--- Exercise ---
What you return must be every line below that includes the word "DuplicateKey".

--- Records supplied ---

-------------------------

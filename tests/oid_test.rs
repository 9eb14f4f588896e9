use mongodb::bson::{self, doc, Bson};
use serde::{Deserialize, Serialize};

use rat_mgorm::{codec, MgormError, Oid};

#[derive(Debug, PartialEq, Serialize, Deserialize)]
struct Holder {
    id: Oid,
}

#[derive(Debug, PartialEq, Serialize, Deserialize)]
struct Record {
    #[serde(rename = "_id")]
    id: Oid,
    owner: Oid,
    name: String,
}

fn record() -> Record {
    Record {
        id: Oid::new(),
        owner: Oid::parse("5a934e000102030405060708").unwrap(),
        name: "alice".to_string(),
    }
}

#[test]
fn test_parse_and_display_agree() {
    for _ in 0..16 {
        let oid = Oid::new();
        assert_eq!(Oid::parse(&oid.to_string()).unwrap(), oid);
    }
    let empty = Oid::parse("").unwrap();
    assert!(empty.is_nil());
    assert_eq!(empty.to_string(), "0".repeat(24));
}

#[test]
fn test_invalid_input_is_named_in_error() {
    for bad in ["xyz", "5a934e00010203040506070", "5a934e0001020304050607080", "5a934e00010203040506070g"] {
        let err = Oid::parse(bad).unwrap_err();
        assert!(matches!(err, MgormError::InvalidObjectId { .. }));
        assert!(err.to_string().contains(bad));
    }
}

#[test]
fn test_every_format_round_trips() {
    for oid in [Oid::nil(), Oid::new()] {
        let text = codec::encode_text(&oid).unwrap();
        assert_eq!(codec::decode_text(&text).unwrap(), oid);

        let raw = codec::encode_bson(&oid);
        assert!(matches!(raw, Bson::ObjectId(_)));
        assert_eq!(codec::decode_bson(&raw).unwrap(), oid);

        let packed = codec::encode_msgpack(&oid).unwrap();
        assert_eq!(codec::decode_msgpack(&packed).unwrap(), oid);
    }
}

#[test]
fn test_zero_value_in_text() {
    let text = codec::encode_text(&Oid::nil()).unwrap();
    assert_eq!(text, format!("\"{}\"", "0".repeat(24)));
    assert!(codec::decode_text("\"\"").unwrap().is_nil());
}

#[test]
fn test_malformed_input_rejected_alike() {
    let expected = Oid::parse("xyz").unwrap_err().to_string();

    let text = codec::decode_text("\"xyz\"").unwrap_err();
    assert_eq!(text.to_string(), expected);

    let packed = rmp_serde::to_vec("xyz").unwrap();
    let msgpack = codec::decode_msgpack(&packed).unwrap_err();
    assert_eq!(msgpack.to_string(), expected);

    let json = serde_json::from_str::<Holder>(r#"{"id":"xyz"}"#).unwrap_err();
    assert!(json.to_string().contains(&expected));

    let bson_doc: Result<Holder, _> = codec::from_document(doc! { "id": "xyz" });
    assert!(bson_doc.unwrap_err().to_string().contains("xyz"));
}

#[test]
fn test_text_formats_accept_only_strings() {
    let hex = "5a934e000102030405060708";

    let as_array = format!(r#"{{"id":["{}"]}}"#, hex);
    assert!(serde_json::from_str::<Holder>(&as_array).is_err());

    let as_extended = format!(r#"{{"id":{{"$oid":"{}"}}}}"#, hex);
    assert!(serde_json::from_str::<Holder>(&as_extended).is_err());

    let mut as_bin = vec![0xc4, 12];
    as_bin.extend_from_slice(&Oid::parse(hex).unwrap().bytes());
    assert!(codec::from_msgpack::<Oid>(&as_bin).is_err());

    let as_string = codec::encode_msgpack(&Oid::parse(hex).unwrap()).unwrap();
    assert_eq!(codec::from_msgpack::<Oid>(&as_string).unwrap().to_hex(), hex);
}

#[test]
fn test_json_embedding_is_plain_hex() {
    let holder = Holder { id: Oid::parse("5a934e000102030405060708").unwrap() };
    let json = serde_json::to_string(&holder).unwrap();
    assert_eq!(json, r#"{"id":"5a934e000102030405060708"}"#);
    assert_eq!(serde_json::from_str::<Holder>(&json).unwrap(), holder);
}

#[test]
fn test_bson_embedding_is_native_object_id() {
    let rec = record();
    let document = codec::to_document(&rec).unwrap();
    assert_eq!(document.get("_id"), Some(&Bson::ObjectId(rec.id.object_id())));
    assert_eq!(document.get("owner"), Some(&Bson::ObjectId(rec.owner.object_id())));

    let back: Record = codec::from_document(document).unwrap();
    assert_eq!(back, rec);

    let bytes = bson::to_vec(&rec).unwrap();
    let raw: Record = bson::from_slice(&bytes).unwrap();
    assert_eq!(raw, rec);
}

#[test]
fn test_msgpack_embedding_round_trips() {
    let rec = record();
    let bytes = codec::to_msgpack(&rec).unwrap();
    let back: Record = codec::from_msgpack(&bytes).unwrap();
    assert_eq!(back, rec);

    // 默认配置下同样可以往返
    let compact = rmp_serde::to_vec(&rec).unwrap();
    let back: Record = rmp_serde::from_slice(&compact).unwrap();
    assert_eq!(back, rec);
}
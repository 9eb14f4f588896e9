//! MongoDB驱动绑定

use async_trait::async_trait;
use futures::{StreamExt, TryStreamExt};
use ::mongodb::bson::Document;
use ::mongodb::error::{Error as DriverError, ErrorKind, WriteFailure};
use ::mongodb::options::{
    FindOptions as DriverFindOptions, IndexOptions, ReplaceOptions,
    UpdateOptions as DriverUpdateOptions,
};
use ::mongodb::results::UpdateResult;
use ::mongodb::{Collection, IndexModel};
use rat_logger::debug;

use super::{is_operator_update, CollectionSource, DocumentStream, QueryableCollection, UpdateOutcome};
use crate::error::{classify_message, ErrorClass, MgormError, MgormResult, DUPLICATE_KEY_CODES};
use crate::registry::{SessionLease, SessionRegistry};
use crate::types::{FindOptions, IndexSpec};

/// 基于驱动集合的实现，持有本次操作的租约
pub struct MongoCollection {
    name: String,
    inner: Collection<Document>,
    lease: SessionLease,
}

impl MongoCollection {
    pub fn new(lease: SessionLease, database: &str, collection: &str) -> Self {
        let inner = lease.collection::<Document>(database, collection);
        Self {
            name: collection.to_string(),
            inner,
            lease,
        }
    }

    /// 驱动原始集合
    pub fn inner(&self) -> &Collection<Document> {
        &self.inner
    }

    pub fn lease(&self) -> &SessionLease {
        &self.lease
    }
}

/// 驱动错误的结构化错误码
fn error_code(err: &DriverError) -> Option<i32> {
    match err.kind.as_ref() {
        ErrorKind::Write(WriteFailure::WriteError(e)) => Some(e.code),
        ErrorKind::Write(WriteFailure::WriteConcernError(e)) => Some(e.code),
        ErrorKind::BulkWrite(failure) => failure
            .write_errors
            .as_ref()
            .and_then(|errors| errors.first())
            .map(|e| e.code),
        ErrorKind::Command(e) => Some(e.code),
        _ => None,
    }
}

/// 将驱动错误转换为 `MgormError`，重复键优先按错误码识别
pub(crate) fn driver_error(err: DriverError) -> MgormError {
    let code = error_code(&err);
    let message = err.to_string();
    let duplicate = code.is_some_and(|c| DUPLICATE_KEY_CODES.contains(&c))
        || classify_message(&message) == ErrorClass::Duplicate;

    if duplicate {
        MgormError::DuplicateKey {
            code: code.unwrap_or(DUPLICATE_KEY_CODES[0]),
            message,
        }
    } else {
        MgormError::DriverError { code, message }
    }
}

fn outcome(result: UpdateResult) -> UpdateOutcome {
    UpdateOutcome {
        matched: result.matched_count,
        modified: result.modified_count,
        upserted_id: result.upserted_id,
    }
}

#[async_trait]
impl QueryableCollection for MongoCollection {
    fn name(&self) -> &str {
        &self.name
    }

    async fn insert_many(&self, docs: Vec<Document>) -> MgormResult<()> {
        self.inner.insert_many(docs, None).await.map_err(driver_error)?;
        Ok(())
    }

    async fn update_one(
        &self,
        filter: Document,
        update: Document,
        upsert: bool,
    ) -> MgormResult<UpdateOutcome> {
        let result = if is_operator_update(&update) {
            let mut options = DriverUpdateOptions::default();
            options.upsert = Some(upsert);
            self.inner.update_one(filter, update, options).await
        } else {
            let mut options = ReplaceOptions::default();
            options.upsert = Some(upsert);
            self.inner.replace_one(filter, update, options).await
        };
        result.map(outcome).map_err(driver_error)
    }

    async fn update_many(&self, filter: Document, update: Document) -> MgormResult<UpdateOutcome> {
        self.inner
            .update_many(filter, update, None)
            .await
            .map(outcome)
            .map_err(driver_error)
    }

    async fn delete_one(&self, filter: Document) -> MgormResult<u64> {
        self.inner
            .delete_one(filter, None)
            .await
            .map(|r| r.deleted_count)
            .map_err(driver_error)
    }

    async fn delete_many(&self, filter: Document) -> MgormResult<u64> {
        self.inner
            .delete_many(filter, None)
            .await
            .map(|r| r.deleted_count)
            .map_err(driver_error)
    }

    async fn find_one(&self, filter: Document) -> MgormResult<Option<Document>> {
        self.inner.find_one(filter, None).await.map_err(driver_error)
    }

    async fn find(&self, filter: Document, options: &FindOptions) -> MgormResult<DocumentStream> {
        let mut find_options = DriverFindOptions::default();
        if options.skip > 0 {
            find_options.skip = Some(options.skip);
        }
        if options.limit > 0 {
            find_options.limit = Some(options.limit);
        }
        find_options.sort = options.sort_document();

        let cursor = self
            .inner
            .find(filter, find_options)
            .await
            .map_err(driver_error)?;
        Ok(cursor.map_err(driver_error).boxed())
    }

    async fn count(&self, filter: Document) -> MgormResult<u64> {
        self.inner
            .count_documents(filter, None)
            .await
            .map_err(driver_error)
    }

    async fn create_index(&self, index: &IndexSpec) -> MgormResult<()> {
        let mut options = IndexOptions::default();
        options.unique = index.unique.then_some(true);
        options.sparse = index.sparse.then_some(true);
        options.background = index.background.then_some(true);
        options.name = index.name.clone();
        options.expire_after = index.expire_after;

        let mut model = IndexModel::default();
        model.keys = index.key_document();
        model.options = Some(options);

        debug!("创建索引: 集合={}, 键={:?}", self.name, index.keys);
        self.inner.create_index(model, None).await.map_err(driver_error)?;
        Ok(())
    }
}

#[async_trait]
impl CollectionSource for SessionRegistry {
    /// 数据库名为空时使用连接选项中的默认数据库
    async fn checkout(
        &self,
        alias: &str,
        database: &str,
        collection: &str,
    ) -> MgormResult<Box<dyn QueryableCollection>> {
        let lease = self.lease(alias).await?;
        let database = if database.is_empty() {
            match lease.default_database() {
                Some(db) => db.name().to_string(),
                None => {
                    return Err(crate::mgorm_error!(
                        config,
                        format!("别名 '{}' 没有默认数据库，必须指定数据库名", alias)
                    ));
                }
            }
        } else {
            database.to_string()
        };
        Ok(Box::new(MongoCollection::new(lease, &database, collection)))
    }
}

#[cfg(test)]
mod tests {
    use super::*;

    #[test]
    fn test_text_fallback_marks_duplicate() {
        let io = std::io::Error::new(
            std::io::ErrorKind::Other,
            "E11000 duplicate key error collection: test.foo index: _id_",
        );
        let err = driver_error(DriverError::from(io));
        assert!(matches!(err, MgormError::DuplicateKey { code: 11000, .. }));

        let io = std::io::Error::new(std::io::ErrorKind::Other, "connection reset");
        assert!(matches!(driver_error(DriverError::from(io)), MgormError::DriverError { code: None, .. }));
    }
}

-------------------------

--- Solution for this task ---
        MgormError::DuplicateKey {
        assert!(matches!(err, MgormError::DuplicateKey { code: 11000, .. }));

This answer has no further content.